**Exercise directions**. Among the entries below, count the lines where the string "RawImageFormat" occurs, and give only the number.

**The data**.

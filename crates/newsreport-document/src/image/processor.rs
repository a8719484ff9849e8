// SPDX-License-Identifier: PMPL-1.0-or-later
// Copyright (c) 2026 Jonathan D.A. Jewell (hyperpolymath) <jonathan.jewell@open.ac.uk>
//
// Logo rasterisation: decode the fetched bytes, resample to the title-page box,
// and drop alpha so printpdf can embed the result as an RGB image XObject.

use image::imageops::FilterType;
use image::{DynamicImage, Rgb, RgbImage, Rgba};
use newsreport_core::error::ReportError;
use printpdf::{RawImage, RawImageData, RawImageFormat};
use tracing::{debug, instrument};

/// A decoded logo on its way to the PDF.
///
/// ```ignore
/// let raw = ImageProcessor::from_bytes(&png)?
///     .resize_exact(375, 150)
///     .flatten([255, 255, 255])
///     .to_raw_image();
/// ```
pub struct ImageProcessor {
    image: DynamicImage,
}

impl ImageProcessor {
    /// Decode PNG, JPEG, or any other format the `image` crate recognises.
    #[instrument(skip_all, fields(len = encoded.len()))]
    pub fn from_bytes(encoded: &[u8]) -> Result<Self, ReportError> {
        let image = image::load_from_memory(encoded)
            .map_err(|err| ReportError::Image(format!("cannot decode logo: {err}")))?;
        debug!(w = image.width(), h = image.height(), "Logo decoded");
        Ok(Self { image })
    }

    /// Pixel dimensions as `(width, height)`.
    pub fn dimensions(&self) -> (u32, u32) {
        (self.image.width(), self.image.height())
    }

    /// Stretch to exactly `width` x `height` pixels. The logo box has a fixed
    /// shape, so aspect ratio is not preserved.
    pub fn resize_exact(self, width: u32, height: u32) -> Self {
        let (w, h) = self.dimensions();
        debug!(w, h, width, height, "Resampling logo");
        Self {
            image: self
                .image
                .resize_exact(width.max(1), height.max(1), FilterType::Lanczos3),
        }
    }

    /// Composite over an opaque `background`.
    pub fn flatten(self, background: [u8; 3]) -> Self {
        let rgba = self.image.into_rgba8();
        let flattened = RgbImage::from_fn(rgba.width(), rgba.height(), |x, y| {
            let Rgba([r, g, b, a]) = *rgba.get_pixel(x, y);
            Rgb([
                blend(r, background[0], a),
                blend(g, background[1], a),
                blend(b, background[2], a),
            ])
        });
        Self {
            image: DynamicImage::ImageRgb8(flattened),
        }
    }

    /// Hand the pixels to printpdf as 8-bit RGB.
    pub fn to_raw_image(&self) -> RawImage {
        let pixels = self.image.to_rgb8();
        let (width, height) = (pixels.width() as usize, pixels.height() as usize);
        RawImage {
            pixels: RawImageData::U8(pixels.into_raw()),
            width,
            height,
            data_format: RawImageFormat::RGB8,
            tag: Vec::new(),
        }
    }
}

/// Source-over blend of one channel, rounded to nearest.
fn blend(channel: u8, background: u8, alpha: u8) -> u8 {
    let a = u32::from(alpha);
    ((u32::from(channel) * a + u32::from(background) * (255 - a) + 127) / 255) as u8
}

#[cfg(test)]
mod tests {
    use super::*;
    use image::{ImageFormat, RgbaImage};

    fn encode_png(image: RgbaImage) -> Vec<u8> {
        let mut png = Vec::new();
        DynamicImage::ImageRgba8(image)
            .write_to(&mut std::io::Cursor::new(&mut png), ImageFormat::Png)
            .expect("encode png");
        png
    }

    #[test]
    fn decodes_png() {
        let png = encode_png(RgbaImage::from_pixel(4, 2, Rgba([1, 2, 3, 255])));
        let processor = ImageProcessor::from_bytes(&png).unwrap();
        assert_eq!(processor.dimensions(), (4, 2));
    }

    #[test]
    fn html_error_page_is_not_an_image() {
        let result = ImageProcessor::from_bytes(b"<html>404</html>");
        assert!(matches!(result, Err(ReportError::Image(_))));
    }

    #[test]
    fn transparent_pixels_take_the_background() {
        let mut img = RgbaImage::from_pixel(2, 1, Rgba([0, 0, 0, 0]));
        img.put_pixel(1, 0, Rgba([10, 20, 30, 255]));

        let processor = ImageProcessor {
            image: DynamicImage::ImageRgba8(img),
        };
        let raw = processor.flatten([255, 255, 255]).to_raw_image();

        match raw.pixels {
            RawImageData::U8(pixels) => assert_eq!(pixels, vec![255, 255, 255, 10, 20, 30]),
            _ => panic!("expected 8-bit pixels"),
        }
    }

    #[test]
    fn half_alpha_blends_midway() {
        assert_eq!(blend(0, 255, 128), 127);
        assert_eq!(blend(200, 0, 255), 200);
    }

    #[test]
    fn resize_exact_sets_dimensions() {
        let img = DynamicImage::ImageRgba8(RgbaImage::from_pixel(40, 40, Rgba([9, 9, 9, 255])));
        let raw = ImageProcessor { image: img }.resize_exact(25, 10).to_raw_image();
        assert_eq!((raw.width, raw.height), (25, 10));
    }
}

**Your solution**. 2